Review Summary: The “IT” band of the moment creates an album that is as accessibly poppy as much as it is adventurously different. Too inconsistent and not enough standout tracks to come into ‘Album of the Year’ contention though.
They are seemingly the “IT” band of the moment and when one looks back at the year in music, MGMT just may be the biggest story of 2008. All the hype surrounds this album titled ‘Oracular Spectacular’, an LP of 10 tracks that was actually released digitally in November of 2007, before gaining a physical retail release in January 2008.
So is all the hype worth it…""" It depends! If you had not heard any of the duo’s prior releases, then it most probably will be. But if you have previously had the opportunity to listen to their 2005 six-track EP ‘Time To Pretend’, then ‘Oracular Spectacular’ may in fact underwhelm a little. The reason for this is that the 2 highlight tracks from the EP (‘Time To Pretend’ & ‘Kids’) return here. They have been polished up a little, but remain almost identical to their original versions. More tellingly, they are also the highlight tracks here!
Only one other cut on ‘Oracular Spectacular’ approaches the superb quality of the aforementioned 2 songs and that is track 4 ‘Electric Feel. A funky and poppy piece, this immediately contagious cut makes Bee Gee-like vocals cool again, which is no easy feat. The lyrics are rather nonsensical, but who could resist a pick-up line like “Ooh baby, shock me like an electric eel”, which beats out their previous effort of “I know you want to check out my components” from the EP’s ‘Boogie Down’.
Elsewhere, nothing is as memorable as those 3 standout cuts, but there are indeed some notable tracks. The first of these is ‘Weekend Wars’, which begins with strikingly raw vocals before an electronica-laced bouncing beat and falsetto vocals add a jovial nature to proceedings. Meanwhile, the album’s barometer will most likely be track 8 ‘Of Moons, Birds & Monsters’. Musically complex and the most likely cut to grow on a listener, this arguably could be seen as a summation of the entire album’s sound all rolled into one.
In truth, ‘Oracular Spectacular’ does not quite hold up right to the very end and is predominantly front-loaded.
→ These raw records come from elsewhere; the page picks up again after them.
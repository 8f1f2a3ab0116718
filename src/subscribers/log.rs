//! # LogWriter: events as `tracing` records
//!
//! Maps every [`Event`] to one structured `tracing` record. Faults are logged at
//! `ERROR`, timeouts and degraded outcomes at `WARN`, normal progress at `INFO`.
//!
//! ## Example output (fmt subscriber)
//! ```text
//! INFO  unitvisor: unit starting unit="http"
//! INFO  unitvisor: termination signal received signal="SIGTERM"
//! INFO  unitvisor: unit shutdown starting unit="http" deadline_ms=10000
//! ERROR unitvisor: unit start panicked unit="worker" reason="bind failed"
//! WARN  unitvisor: unit shutdown exceeded deadline unit="stuck" deadline_ms=2000
//! WARN  unitvisor: shutdown finished with failures reason="1 of 3 units"
//! ```

use async_trait::async_trait;
use tracing::{error, info, warn};

use crate::events::{Event, EventKind};
use crate::subscribers::Subscribe;

/// Event writer subscriber, installed by default on every supervisor.
#[derive(Debug, Default, Clone, Copy)]
pub struct LogWriter;

impl LogWriter {
    /// Construct a new [`LogWriter`].
    #[must_use]
    pub fn new() -> Self {
        Self
    }
}

#[async_trait]
impl Subscribe for LogWriter {
    async fn on_event(&self, e: &Event) {
        let unit = e.unit.as_deref().unwrap_or("unknown");
        let reason = e.reason.as_deref().unwrap_or("");
        let deadline_ms = e.deadline_ms.unwrap_or(0);

        match e.kind {
            EventKind::SignalReceived => {
                let signal = e.signal.map(|s| s.as_str()).unwrap_or("unknown");
                info!(target: "unitvisor", signal, "termination signal received");
            }
            EventKind::UnitStarting => {
                info!(target: "unitvisor", unit, "unit starting");
            }
            EventKind::UnitExited => {
                info!(target: "unitvisor", unit, "unit exited");
            }
            EventKind::UnitStartPanicked => {
                error!(target: "unitvisor", unit, reason, "unit start panicked");
            }
            EventKind::UnitShutdownStarting => {
                info!(target: "unitvisor", unit, deadline_ms, "unit shutdown starting");
            }
            EventKind::UnitStopped => {
                info!(target: "unitvisor", unit, "unit stopped");
            }
            EventKind::UnitShutdownFailed => {
                error!(target: "unitvisor", unit, reason, "unit shutdown failed");
            }
            EventKind::UnitShutdownPanicked => {
                error!(target: "unitvisor", unit, reason, "unit shutdown panicked");
            }
            EventKind::UnitShutdownTimedOut => {
                warn!(target: "unitvisor", unit, deadline_ms, "unit shutdown exceeded deadline");
            }
            EventKind::AllStopped => {
                info!(target: "unitvisor", "all units stopped");
            }
            EventKind::ShutdownDegraded => {
                warn!(target: "unitvisor", reason, "shutdown finished with failures");
            }
            EventKind::SubscriberOverflow => {
                warn!(target: "unitvisor", subscriber = unit, reason, "subscriber dropped event");
            }
            EventKind::EventsLagged => {
                warn!(target: "unitvisor", reason, "event listener lagged, events skipped");
            }
            EventKind::SubscriberPanicked => {
                error!(target: "unitvisor", subscriber = unit, reason, "subscriber panicked");
            }
        }
    }

    fn name(&self) -> &'static str {
        "LogWriter"
    }
}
However, MGMT do partially succeed in providing sufficient variation to their poppy brand of psychedelic space-rock. They accomplish this by taking a variety of their inspirations from pretty much every decade since the 1960s and combining them into a hook-filled melting pot. Take for example ‘4th Dimensional Transition’, which includes galloping and propulsive drums that make it sound tribal, before middle-eastern flourishes effectively join proceedings later.
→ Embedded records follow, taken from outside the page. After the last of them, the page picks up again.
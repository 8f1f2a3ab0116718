//! # Custom Subscriber Example
//!
//! Counts shutdown outcomes with a custom [`Subscribe`] implementation and fires the
//! termination programmatically with [`ManualSignal`].
//!
//! ## Run
//! ```bash
//! cargo run --example custom_subscriber
//! ```

use std::sync::Arc;
use std::sync::atomic::{AtomicU64, Ordering};
use std::time::Duration;

use async_trait::async_trait;
use unitvisor::{
    Event, EventKind, ManualSignal, ShutdownContext, Signal, Subscribe, Supervisor,
    SupervisorConfig, UnitError, UnitFn, UnitRef,
};

#[derive(Default)]
struct ShutdownStats {
    stopped: AtomicU64,
    faulted: AtomicU64,
}

#[async_trait]
impl Subscribe for ShutdownStats {
    async fn on_event(&self, event: &Event) {
        match event.kind {
            EventKind::UnitStopped => {
                self.stopped.fetch_add(1, Ordering::Relaxed);
            }
            _ if event.is_unit_fault() => {
                self.faulted.fetch_add(1, Ordering::Relaxed);
            }
            _ => {}
        }
    }

    fn name(&self) -> &'static str {
        "shutdown-stats"
    }
}

fn sleeper(name: &'static str, stop_takes: Duration) -> UnitRef {
    UnitFn::arc(
        name,
        futures::future::pending::<()>,
        move |_ctx: ShutdownContext| async move {
            tokio::time::sleep(stop_takes).await;
            Ok::<_, UnitError>(())
        },
    )
}

#[tokio::main(flavor = "current_thread")]
async fn main() -> anyhow::Result<()> {
    let stats = Arc::new(ShutdownStats::default());
    let subs: Vec<Arc<dyn Subscribe>> = vec![stats.clone()];
    let trigger = ManualSignal::new();

    let sup = Supervisor::builder(SupervisorConfig::with_deadline_secs(1))
        .with_units([
            Some(sleeper("fast", Duration::from_millis(50))),
            None,
            Some(sleeper("too-slow", Duration::from_secs(3))),
        ])
        .with_subscribers(subs)
        .with_signal_source(trigger.clone())
        .without_log_writer()
        .build()?;

    tokio::spawn(async move {
        tokio::time::sleep(Duration::from_millis(200)).await;
        trigger.fire(Signal::Terminate);
    });

    let report = sup.run().await?;

    println!();
    println!("Shutdown:");
    println!(" ├─► Outcome: {:?}", report.outcome());
    println!(" ├─► Stopped: {}", stats.stopped.load(Ordering::Relaxed));
    println!(" └─► Faulted: {}", stats.faulted.load(Ordering::Relaxed));
    Ok(())
}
This is not the album of the year as some pundits will have you believe. It is too inconsistent for that and there are simply not enough standout tracks when you consider that the album highlights have been recorded previously. However, the album is predominantly successful in achieving MGMT’s objectives for ‘Oracular Spectacular’. The duo have captured the imagination of the mainstream audience that had yet to hear their work by creating an album that is as accessibly poppy as much as it is adventurously different.
Recommended Tracks: Kids, Time To Pretend, Electric Feel & Weekend Wars.